Rare Middle East cyclone batters Oman

Thursday, June 7, 2007

A satellite image of Tropical Storm Gonu on June 4.

Tropical Storm Gonu headed toward Iran today, after lashing Oman for two days with high winds and torrential rains, and causing at least 23 deaths and the evacuation of more than 20,000 people to emergency shelters. Concern was high for the oil industry, as rough seas kept tankers from leaving their ports.

Such storms are rare in the Middle East. Early today, Gonu was weakening and was downgraded to a tropical storm. The Joint Typhoon Warning Center projected the storm to continue weakening as it made landfall on Iran's southeastern coast. Offshore Iranian oil installations were expected to be spared, officials said.

Oman lashed

In the Omani capital, Muscat yesterday, there were torrential rains and howling winds, a rarity in the quiet coastal city. Streets were flooded and emergency vehicles were useless. Flights were canceled at Oman's Seeb International Airport.

Twenty-three deaths were reported by Omani authorities today. Electricity and phone lines were out and roads flooded. Police said a body washed ashore in Sur. There were also reports of people trapped in homes in low-lying areas of the capital.

Authorities used mobile-phone text messages to warn people away from dangerous areas. Residents were warned to stay at home, or seek shelter in buildings that could withstand the harsh weather.

Shareefa bint Khalfan, Omani minister of social development, said more than 20,000 people were evacuated to government shelters.

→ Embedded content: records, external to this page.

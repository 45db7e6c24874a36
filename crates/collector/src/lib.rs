#![deny(
    trivial_numeric_casts,
    missing_docs,
    unsafe_code,
    unused_import_braces,
    unused_qualifications,
    unused_extern_crates
)]
#![warn(rust_2021_compatibility, unreachable_pub)]

//! Source collectors: one per configured data source, each producing a
//! lazy, infinite sequence of [`Sample`](ringcore_model::Sample)s.

pub mod backoff;
pub mod effect;
pub mod pull_api;
pub mod polling;
pub mod signal;
pub mod subscription;

use std::collections::HashMap;

use async_trait::async_trait;
use ringcore_task::TaskManager;
use tokio::sync::mpsc::Sender;

use crate::{
    effect::EffectHandler,
    signal::{Signal, SignalReceiver},
};

/// Errors raised by a collector.
#[derive(thiserror::Error, Debug)]
#[non_exhaustive]
pub enum Error {
    /// The collector's configuration is invalid; collectors fail fast on
    /// this class of error rather than entering the run loop (§4.1, §7).
    #[error("invalid configuration (collector: {collector}, reason: {message})")]
    InvalidConfig {
        /// The collector name.
        collector: String,
        /// The error message.
        message: String,
    },

    /// The collector failed for some reason while running.
    #[error("collector error (collector: {collector}, reason: {error}, context: {context:?})")]
    Collector {
        /// The collector name.
        collector: String,
        /// The error message.
        error: String,
        /// Structured context for the failure.
        context: HashMap<String, String>,
    },

    /// A required environment variable (credential or token) was not set.
    #[error("environment variable '{var}' not set (collector: {collector})")]
    MissingEnvVar {
        /// The collector name.
        collector: String,
        /// The environment variable name.
        var: String,
    },
}

/// A handler that can be used by a collector to interact with the engine it
/// is running under.
pub struct EngineHandler {
    task_manager: TaskManager,
}

impl EngineHandler {
    /// Creates a new `EngineHandler`.
    pub fn new(task_manager: TaskManager) -> Self {
        Self { task_manager }
    }

    /// Returns the task manager.
    pub fn task_manager(&self) -> TaskManager {
        self.task_manager.clone()
    }
}

/// Point-in-time health of a collector (§4.1 `health()` contract).
#[derive(Debug, Clone, Copy, Default, PartialEq)]
pub struct CollectorHealth {
    /// Whether the collector currently has a live connection to its source.
    pub connected: bool,
    /// Timestamp of the most recent sample produced, if any.
    pub last_sample_ts: Option<i64>,
    /// Fraction of attempts that failed in the last 60 seconds.
    pub error_rate_last_60s: f64,
}

/// A cheap, cloneable closure over a collector's shared health state.
///
/// `AsyncCollector::run` takes the collector by `&mut self` for the whole
/// duration of its intake loop, so nothing outside that loop can call
/// `health()` directly once the engine has spawned it. `health_handle` is
/// taken once, before the collector is moved into its task, so the engine's
/// `health()` surface (§6) can still read the latest snapshot at any time.
pub type HealthHandle = std::sync::Arc<dyn Fn() -> CollectorHealth + Send + Sync>;

/// The shared behavior of every source collector variant.
///
/// Mirrors the shape of a receiver in a generic pipeline engine
/// (`init`/`stop`/mandatory run loop), specialized here to a single message
/// type since this domain has exactly one: [`Sample`](ringcore_model::Sample).
#[async_trait]
pub trait AsyncCollector: Send {
    /// Called once before `run`. Fails fast on configuration/auth errors
    /// (§4.1 "Failure semantics").
    async fn init(&mut self, _engine_handler: EngineHandler) -> Result<(), Error> {
        Ok(())
    }

    /// Called when the collector is stopped, to release any held resources.
    async fn stop(&mut self) -> Result<(), Error> {
        Ok(())
    }

    /// Returns the collector's current health.
    fn health(&self) -> CollectorHealth;

    /// Returns a handle that can be read after this collector has been
    /// moved into its own task (§6 `health()`).
    fn health_handle(&self) -> HealthHandle;

    /// Runs the collector's intake loop until a `Signal::Stop` is received.
    async fn run(&mut self, signal_receiver: SignalReceiver, effect_handler: EffectHandler) -> Result<(), Error>;
}

/// Collector manager: tracks the control channel for every running
/// collector so the engine can signal a graceful stop.
#[derive(Default)]
pub struct CollectorsController {
    collectors: HashMap<String, Sender<Signal>>,
}

impl CollectorsController {
    /// Registers a running collector's control channel.
    pub fn add_collector(&mut self, collector_name: String, sender: Sender<Signal>) {
        let _ = self.collectors.insert(collector_name, sender);
    }

    /// Signals every registered collector to stop.
    pub fn stop_all(&self) {
        for (collector_name, sender) in self.collectors.iter() {
            tracing::info!(%collector_name, "stopping collector");
            if let Err(error) = sender.try_send(Signal::Stop) {
                tracing::error!(%error, %collector_name, "sending stop signal to collector failed");
            }
        }
    }

    /// Signals one collector, by name, to stop.
    pub fn stop_collector(&self, collector_name: &str) {
        if let Some(sender) = self.collectors.get(collector_name) {
            if let Err(error) = sender.try_send(Signal::Stop) {
                tracing::error!(%error, %collector_name, "sending stop signal to collector failed");
            }
        }
    }
}
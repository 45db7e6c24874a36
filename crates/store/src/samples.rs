//! Persistence for the three raw sample tables (§3 "PLC Sample / Attitude
//! Sample / Monitoring Sample").

use rusqlite::{params, Connection, OptionalExtension};

use ringcore_model::{QualityFlag, Sample, Table};

use crate::Error;

fn table_name(table: Table) -> &'static str {
    match table {
        Table::Plc => "plc_samples",
        Table::Attitude => "attitude_samples",
        Table::Monitoring => "monitoring_samples",
    }
}

fn flag_to_str(flag: QualityFlag) -> &'static str {
    match flag {
        QualityFlag::Good => "good",
        QualityFlag::Interpolated => "interpolated",
        QualityFlag::OutOfRange => "out_of_range",
        QualityFlag::PhysicallyImplausible => "physically_implausible",
        QualityFlag::Missing => "missing",
    }
}

fn flag_from_str(s: &str) -> Result<QualityFlag, Error> {
    Ok(match s {
        "good" => QualityFlag::Good,
        "interpolated" => QualityFlag::Interpolated,
        "out_of_range" => QualityFlag::OutOfRange,
        "physically_implausible" => QualityFlag::PhysicallyImplausible,
        "missing" => QualityFlag::Missing,
        other => {
            return Err(Error::CorruptRow {
                reason: format!("unknown quality_flag '{other}'"),
            })
        }
    })
}

/// Inserts every row of `samples` into `table` inside a single transaction.
/// Per (I1), callers must not pass samples flagged [`QualityFlag::Missing`];
/// this is a store-level invariant, not something the store itself filters.
pub(crate) fn insert_samples(conn: &mut Connection, table: Table, samples: &[Sample]) -> Result<(), Error> {
    if samples.is_empty() {
        return Ok(());
    }
    let tx = conn.transaction()?;
    {
        let sql = format!(
            "INSERT INTO {} (source_id, tag, timestamp_ms, value, quality_flag, ring_number) VALUES (?1, ?2, ?3, ?4, ?5, ?6)",
            table_name(table)
        );
        let mut stmt = tx.prepare(&sql)?;
        for sample in samples {
            debug_assert!(sample.quality != QualityFlag::Missing, "missing samples must not reach the store (I1)");
            let _ = stmt.execute(params![
                sample.source_id,
                sample.tag,
                sample.timestamp_ms,
                sample.value,
                flag_to_str(sample.quality),
                sample.ring_number,
            ])?;
        }
    }
    tx.commit()?;
    Ok(())
}

/// Inserts rows into more than one table inside a single transaction (§6
/// `submit_manual_logs`: "atomic insert into the corresponding tables").
/// Tables with an empty slice are skipped; an empty `batches` is a no-op.
pub(crate) fn insert_samples_multi_table(conn: &mut Connection, batches: &[(Table, &[Sample])]) -> Result<(), Error> {
    if batches.iter().all(|(_, samples)| samples.is_empty()) {
        return Ok(());
    }
    let tx = conn.transaction()?;
    for (table, samples) in batches {
        if samples.is_empty() {
            continue;
        }
        let sql = format!(
            "INSERT INTO {} (source_id, tag, timestamp_ms, value, quality_flag, ring_number) VALUES (?1, ?2, ?3, ?4, ?5, ?6)",
            table_name(*table)
        );
        let mut stmt = tx.prepare(&sql)?;
        for sample in *samples {
            debug_assert!(sample.quality != QualityFlag::Missing, "missing samples must not reach the store (I1)");
            let _ = stmt.execute(params![
                sample.source_id,
                sample.tag,
                sample.timestamp_ms,
                sample.value,
                flag_to_str(sample.quality),
                sample.ring_number,
            ])?;
        }
    }
    tx.commit()?;
    Ok(())
}

fn row_to_sample(table: Table, row: &rusqlite::Row) -> rusqlite::Result<Sample> {
    let source_id: String = row.get(0)?;
    let tag: String = row.get(1)?;
    let timestamp_ms: i64 = row.get(2)?;
    let value: f64 = row.get(3)?;
    let flag_str: String = row.get(4)?;
    let ring_number: Option<i64> = row.get(5)?;
    let quality = flag_from_str(&flag_str).unwrap_or(QualityFlag::Good);
    let mut sample = Sample::new(source_id, tag, table, timestamp_ms, value);
    sample.quality = quality;
    sample.ring_number = ring_number;
    Ok(sample)
}

/// Returns every sample in `table` with `start_ts <= timestamp_ms < end_ts`
/// (half-open, per I2/P2), ordered by timestamp.
pub(crate) fn samples_in_range(conn: &Connection, table: Table, start_ts: i64, end_ts: i64) -> Result<Vec<Sample>, Error> {
    let sql = format!(
        "SELECT source_id, tag, timestamp_ms, value, quality_flag, ring_number FROM {} WHERE timestamp_ms >= ?1 AND timestamp_ms < ?2 ORDER BY timestamp_ms ASC",
        table_name(table)
    );
    let mut stmt = conn.prepare(&sql)?;
    let rows = stmt.query_map(params![start_ts, end_ts], |row| row_to_sample(table, row))?;
    let mut out = Vec::new();
    for row in rows {
        out.push(row?);
    }
    Ok(out)
}

/// Returns the maximum `ring_number` recorded in `table`, or `None` if the
/// table has no samples with a ring number stamped yet.
pub(crate) fn max_ring_number(conn: &Connection, table: Table) -> Result<Option<i64>, Error> {
    let sql = format!("SELECT MAX(ring_number) FROM {}", table_name(table));
    Ok(conn.query_row(&sql, [], |row| row.get(0)).optional()?.flatten())
}

/// Returns the earliest timestamp at which `ring_number` was observed in
/// `table`, the anchor for that ring's `start_ts` (§4.5 step 2).
pub(crate) fn min_timestamp_for_ring(conn: &Connection, table: Table, ring_number: i64) -> Result<Option<i64>, Error> {
    let sql = format!("SELECT MIN(timestamp_ms) FROM {} WHERE ring_number = ?1", table_name(table));
    Ok(conn.query_row(&sql, params![ring_number], |row| row.get(0)).optional()?.flatten())
}

/// Returns the number of rows in `table` with `timestamp_ms` in `[start_ts,
/// end_ts)`, used by `get_ring(..., include_raw_counts = true)` (§6).
pub(crate) fn count_in_range(conn: &Connection, table: Table, start_ts: i64, end_ts: i64) -> Result<u64, Error> {
    let sql = format!("SELECT COUNT(*) FROM {} WHERE timestamp_ms >= ?1 AND timestamp_ms < ?2", table_name(table));
    let count: i64 = conn.query_row(&sql, params![start_ts, end_ts], |row| row.get(0))?;
    Ok(count as u64)
}

#[cfg(test)]
mod test {
    use super::*;
    use crate::Store;
    use ringcore_config::StoreConfig;

    fn test_store() -> (tempfile::TempDir, Store) {
        let dir = tempfile::tempdir().unwrap();
        let path = dir.path().join("edge.db");
        let store = Store::open(&StoreConfig { path: path.to_string_lossy().to_string(), retention_days: Default::default() }).unwrap();
        (dir, store)
    }

    #[test]
    fn insert_and_range_query_round_trips() {
        let (_dir, store) = test_store();
        let mut a = Sample::new("plc-1", "thrust_total", Table::Plc, 0, 10_000.0);
        a.ring_number = Some(100);
        let mut b = Sample::new("plc-1", "thrust_total", Table::Plc, 1_000, 10_100.0);
        b.ring_number = Some(100);
        store.insert_samples(Table::Plc, &[a, b]).unwrap();

        let rows = store.samples_in_range(Table::Plc, 0, 2_000).unwrap();
        assert_eq!(rows.len(), 2);
        assert_eq!(rows[0].value, 10_000.0);
        assert_eq!(rows[0].ring_number, Some(100));

        let rows = store.samples_in_range(Table::Plc, 0, 1_000).unwrap();
        assert_eq!(rows.len(), 1, "range is half-open: end_ts excluded");
    }

    #[test]
    fn max_ring_number_reflects_stamped_rows() {
        let (_dir, store) = test_store();
        assert_eq!(store.max_ring_number(Table::Plc).unwrap(), None);

        let mut s = Sample::new("plc-1", "ring_number", Table::Plc, 0, 100.0);
        s.ring_number = Some(100);
        store.insert_samples(Table::Plc, &[s]).unwrap();
        assert_eq!(store.max_ring_number(Table::Plc).unwrap(), Some(100));
    }
}
//! The aggregate row produced once per completed ring.

use std::collections::BTreeMap;

use serde::{Deserialize, Serialize};

/// Descriptive statistics for one tag (or derived indicator) over the span
/// of a ring, excluding records whose `QualityFlag` is
/// [`excluded_from_aggregates`](super::sample::QualityFlag::excluded_from_aggregates).
#[derive(Debug, Clone, Copy, Default, PartialEq, Serialize, Deserialize)]
pub struct IndicatorStats {
    /// Arithmetic mean over the included records. `None` if none remained.
    pub mean: Option<f64>,
    /// Maximum value among the included records.
    pub max: Option<f64>,
    /// Minimum value among the included records.
    pub min: Option<f64>,
    /// Population standard deviation among the included records.
    pub std_dev: Option<f64>,
}

impl IndicatorStats {
    /// Computes stats over an iterator of values, or `Self::default()`
    /// (all `None`) for an empty input.
    pub fn from_values(values: impl Iterator<Item = f64> + Clone) -> Self {
        let count = values.clone().count();
        if count == 0 {
            return Self::default();
        }
        let sum: f64 = values.clone().sum();
        let mean = sum / count as f64;
        let max = values.clone().fold(f64::NEG_INFINITY, f64::max);
        let min = values.clone().fold(f64::INFINITY, f64::min);
        let variance = values.map(|v| (v - mean).powi(2)).sum::<f64>() / count as f64;
        Self {
            mean: Some(mean),
            max: Some(max),
            min: Some(min),
            std_dev: Some(variance.sqrt()),
        }
    }
}

/// Marks how much of a ring's expected data was actually available when it
/// was summarized. Per (I3), `Complete` holds iff all four of {PLC samples
/// present, attitude samples present, monitoring association found within
/// the lag window, no required aggregate returned null}; the other variants
/// name which of those is missing, in the priority order §4.5 checks them.
#[derive(Debug, Clone, Copy, PartialEq, Eq, Serialize, Deserialize)]
#[serde(rename_all = "snake_case")]
pub enum DataCompletenessFlag {
    /// All four completeness conditions of (I3) hold.
    Complete,
    /// No PLC samples (beyond the ring-boundary markers themselves) fell in
    /// the ring window.
    MissingPlc,
    /// PLC samples were present but one or more configured aggregate
    /// indicators had no included records, or a required aggregate was
    /// null.
    PartialPlc,
    /// No attitude samples fell in the ring window.
    PartialAttitude,
    /// No settlement/monitoring sample was associated within the lag
    /// window.
    MissingMonitoring,
}

/// The row persisted to the ring summary table once per completed ring.
///
/// `aggregate_indicators` and `derived_indicators` are maps keyed by
/// config-defined tag/indicator name rather than fixed struct fields, since
/// the set of tags to aggregate and indicators to derive is configuration,
/// not code.
#[derive(Debug, Clone, PartialEq, Serialize, Deserialize)]
pub struct RingSummary {
    /// The ring number this summary covers. Primary key.
    pub ring_number: i64,
    /// Timestamp of the first PLC record observed for this ring.
    pub start_ts: i64,
    /// Timestamp of the last PLC record observed for this ring, or the tick
    /// time the ring was finalized by `max_ring_age`.
    pub end_ts: i64,
    /// Per-tag statistics for every tag named in the aggregate-indicators
    /// config, keyed by tag name.
    pub aggregate_indicators: BTreeMap<String, IndicatorStats>,
    /// Attitude statistics (pitch/roll/yaw/deviation) for the ring span,
    /// keyed by attitude tag name.
    pub attitude_indicators: BTreeMap<String, IndicatorStats>,
    /// The settlement/monitoring record associated with this ring, if one
    /// fell inside the ring span plus the configured lag window.
    pub settlement_value: Option<f64>,
    /// The displacement reading from the same associated monitoring record,
    /// if one was found.
    pub displacement_value: Option<f64>,
    /// Indicators computed from other fields rather than aggregated
    /// directly (e.g. `specific_energy`, `ground_loss_rate`,
    /// `volume_loss_ratio`), keyed by indicator name. `None` when the
    /// divisor for that indicator was zero.
    pub derived_indicators: BTreeMap<String, Option<f64>>,
    /// The geological zone label active at `start_ts`, if the aligner
    /// config defines zone boundaries.
    pub geology_zone: Option<String>,
    /// How much of the expected data for this ring was actually available.
    pub data_completeness_flag: DataCompletenessFlag,
    /// When this row was written, milliseconds since epoch.
    pub created_at: i64,
    /// Whether this row has been picked up by the out-of-scope cloud sync
    /// process. The core only ever sets this to `false`; an external
    /// process flips it.
    pub synced_to_cloud: bool,
}

#[cfg(test)]
mod test {
    use super::*;

    #[test]
    fn stats_from_empty_is_all_none() {
        let stats = IndicatorStats::from_values(std::iter::empty());
        assert_eq!(stats, IndicatorStats::default());
    }

    #[test]
    fn stats_from_values_matches_hand_computation() {
        let stats = IndicatorStats::from_values([1.0, 2.0, 3.0].into_iter());
        assert_eq!(stats.mean, Some(2.0));
        assert_eq!(stats.max, Some(3.0));
        assert_eq!(stats.min, Some(1.0));
        let expected_std = ((1.0_f64 - 2.0).powi(2) + (2.0_f64 - 2.0).powi(2) + (3.0_f64 - 2.0).powi(2)) / 3.0;
        assert!((stats.std_dev.unwrap() - expected_std.sqrt()).abs() < 1e-9);
    }
}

At Oman's weather center, where records have been kept since 1890, metorologists said Gonu was likely the strongest storm to hit Oman since 1977. Milder tropical storms are common mid-May to late June.

Iran prepares

In Iran, hundreds of residents of Chabahr, a port on the Gulf of Oman, were evacuated.

"University and school students were moved to higher ground in the area to avoid the cyclone effects," Hojjat Ali Shayanfar, head of emergency services in Sistan Baluchistan province, was quoted as saying by the Associated Press.

Some major roads were flooded in southeastern Iran. In the port city of Bandar Abbas, winds shattered windows and knocked down billboards & trees.

Impact on oil industry

Oman has relatively small oil fields, and there was little damage to them. But oil exports were cut off, as the raging seas kept tankers battened down in port for a third day today. To the north, at the world's third-largest shipping fuel center in Fujairah, United Arab Emirates, all refueling and supply operations were suspended, and ships were kept in their berths. At the entrance to the Persian Gulf, the Strait of Hormuz, ships passed through, despite four- to six-foot swells and strong winds. About one-fifth of the world's oil passes through this narrow chokepoint.

Iran, OPEC's No. 2 oil exporter, said the storm would not disrupt supplies because its main terminals were inside the Gulf waterway. Analysts were mixed on how the storm will affect prices at the gas pump.

"About 17-21 million barrels a day of oil are coming out of the Persian Gulf. Even if only some of the tankers are delayed, that could reduce the supply of oil and increase prices," Manouchehr Takin, at the Center for Global Energy Studies in London, was quoted as saying by the Associated Press.

But Tim Evans, an analyst at Citigroup Global Markets, said while the storm may delay oil tankers, they will eventually get to their destinations, so prices shouldn't be affected too drastically.

Oil prices rose US$0.25 to $65.86 a barrel in midday trading on the New York Mercantile Exchange.

Strongest cyclone

At its peak, Tropical Cyclone Gonu, named for a bag of palm leaves in the language of the Maldives, reached sustained winds of 240 kilometers an hour (149 miles per hour) . By early today, winds were around 83 km/h, and it was expect to keep weakening.

The storm is believed to be the strongest cyclone to hit the Arabian Peninsula since record-keeping started in 1945, and was tied for the strongest tropical cyclone in the northern Indian Ocean, according to the Joint Typhoon Warning Center.